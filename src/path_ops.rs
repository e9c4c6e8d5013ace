//! Dot-notation get/set/delete/extract on `Value` trees (spec §4.1). Pure
//! functions — no shared state, no mutation of inputs.

use crate::value::Value;
use indexmap::IndexMap;

/// Split a dot path into segments. `""` and `"."` both denote the root.
fn segments(path: &str) -> Vec<&str> {
    if path.is_empty() || path == "." {
        Vec::new()
    } else {
        path.split('.').collect()
    }
}

pub fn get<'a>(obj: &'a Value, path: &str) -> Option<&'a Value> {
    let parts = segments(path);
    let mut cur = obj;
    for part in parts {
        match cur {
            Value::Map(m) => cur = m.get(part)?,
            _ => return None,
        }
    }
    Some(cur)
}

/// Creates intermediate maps as needed. Refuses to set the root (no-op).
pub fn set(obj: &mut Value, path: &str, value: Value) {
    let parts = segments(path);
    if parts.is_empty() {
        return;
    }
    let mut cur = obj;
    for part in &parts[..parts.len() - 1] {
        if !matches!(cur, Value::Map(_)) {
            *cur = Value::Map(IndexMap::new());
        }
        let Value::Map(m) = cur else { unreachable!() };
        cur = m
            .entry((*part).to_string())
            .or_insert_with(|| Value::Map(IndexMap::new()));
    }
    if !matches!(cur, Value::Map(_)) {
        *cur = Value::Map(IndexMap::new());
    }
    if let Value::Map(m) = cur {
        m.insert(parts[parts.len() - 1].to_string(), value);
    }
}

/// No-ops on missing paths. Refuses to delete the root (no-op).
pub fn del(obj: &mut Value, path: &str) {
    let parts = segments(path);
    if parts.is_empty() {
        return;
    }
    let mut cur = obj;
    for part in &parts[..parts.len() - 1] {
        match cur {
            Value::Map(m) => match m.get_mut(*part) {
                Some(next) => cur = next,
                None => return,
            },
            _ => return,
        }
    }
    if let Value::Map(m) = cur {
        m.shift_remove(parts[parts.len() - 1]);
    }
}

/// Extract `extractPaths` out of `response`, returning `(extracted, residual)`.
/// See spec §4.1 for the three-way branching on root extraction / preserve
/// paths.
pub fn extract(
    response: &Value,
    extract_paths: &[String],
    preserve_paths: &[String],
) -> (IndexMap<String, Value>, Value) {
    if extract_paths.is_empty() {
        return (IndexMap::new(), response.clone());
    }

    let mut extracted = IndexMap::new();
    for path in extract_paths {
        if let Some(v) = get(response, path) {
            extracted.insert(path.clone(), v.clone());
        }
    }

    let root_extracted = extract_paths.iter().any(|p| {
        let s = segments(p);
        s.is_empty()
    });

    let residual = if root_extracted {
        rebuild_from_paths(response, preserve_paths)
    } else if !preserve_paths.is_empty() {
        rebuild_from_paths(response, preserve_paths)
    } else {
        let mut residual = response.clone();
        for path in extract_paths {
            del(&mut residual, path);
        }
        residual
    };

    (extracted, residual)
}

fn rebuild_from_paths(response: &Value, paths: &[String]) -> Value {
    let mut residual = Value::Map(IndexMap::new());
    for path in paths {
        if let Some(v) = get(response, path) {
            set(&mut residual, path, v.clone());
        }
    }
    residual
}

#[cfg(test)]
mod tests {
    use super::*;
    use serde_json::json;

    fn v(j: serde_json::Value) -> Value {
        j.into()
    }

    #[test]
    fn get_nested() {
        let obj = v(json!({"a": {"b": {"c": 42}}}));
        assert_eq!(get(&obj, "a.b.c"), Some(&Value::Number(42.0)));
        assert_eq!(get(&obj, "a.b.missing"), None);
        assert_eq!(get(&obj, "a.x.c"), None);
    }

    #[test]
    fn get_root() {
        let obj = v(json!({"a": 1}));
        assert_eq!(get(&obj, ""), Some(&obj));
        assert_eq!(get(&obj, "."), Some(&obj));
    }

    #[test]
    fn set_creates_intermediate() {
        let mut obj = v(json!({}));
        set(&mut obj, "a.b.c", Value::Number(1.0));
        assert_eq!(get(&obj, "a.b.c"), Some(&Value::Number(1.0)));
    }

    #[test]
    fn set_root_is_noop() {
        let mut obj = v(json!({"a": 1}));
        let before = obj.clone();
        set(&mut obj, "", Value::Number(99.0));
        set(&mut obj, ".", Value::Number(99.0));
        assert_eq!(obj, before);
    }

    #[test]
    fn del_missing_is_noop() {
        let mut obj = v(json!({"a": 1}));
        let before = obj.clone();
        del(&mut obj, "b.c");
        assert_eq!(obj, before);
    }

    #[test]
    fn del_root_is_noop() {
        let mut obj = v(json!({"a": 1}));
        let before = obj.clone();
        del(&mut obj, "");
        assert_eq!(obj, before);
    }

    #[test]
    fn extract_empty_paths_is_noop() {
        let resp = v(json!({"a": 1, "b": 2}));
        let (map, residual) = extract(&resp, &[], &[]);
        assert!(map.is_empty());
        assert_eq!(residual, resp);
    }

    #[test]
    fn extract_deletes_extracted_paths() {
        let resp = v(json!({"status": "ok", "data": {"rows": [1,2,3]}}));
        let (map, residual) = extract(&resp, &["data.rows".to_string()], &[]);
        assert_eq!(map.get("data.rows"), Some(&v(json!([1,2,3]))));
        assert_eq!(residual, v(json!({"status": "ok", "data": {}})));
    }

    #[test]
    fn extract_with_preserve_paths_rebuilds_residual() {
        let resp = v(json!({"status": "ok", "meta": {"page": 1}, "data": {"rows": [1,2]}}));
        let (map, residual) = extract(
            &resp,
            &["data.rows".to_string()],
            &["status".to_string(), "meta".to_string()],
        );
        assert_eq!(map.get("data.rows"), Some(&v(json!([1,2]))));
        assert_eq!(residual, v(json!({"status": "ok", "meta": {"page": 1}})));
    }

    #[test]
    fn extract_root_path_rebuilds_from_preserve_only() {
        let resp = v(json!({"status": "ok", "rows": [1,2,3]}));
        let (map, residual) = extract(&resp, &["".to_string()], &["status".to_string()]);
        assert_eq!(map.get(""), Some(&resp));
        assert_eq!(residual, v(json!({"status": "ok"})));
    }

    #[test]
    fn extract_does_not_mutate_inputs() {
        let resp = v(json!({"data": {"rows": [1,2,3]}}));
        let original = resp.clone();
        let (extracted, residual) = extract(&resp, &["data.rows".to_string()], &[]);
        assert_eq!(resp, original);
        let mut extracted_clone = extracted.get("data.rows").unwrap().clone();
        if let Value::List(l) = &mut extracted_clone {
            l.push(Value::Number(99.0));
        }
        assert_eq!(extracted.get("data.rows"), Some(&v(json!([1,2,3]))));
        assert_ne!(residual, resp);
    }
}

____________

What number of lines in the data contain the word "meta"? Give the number and nothing else.

● **SOLUTION FOR THIS TASK**:
3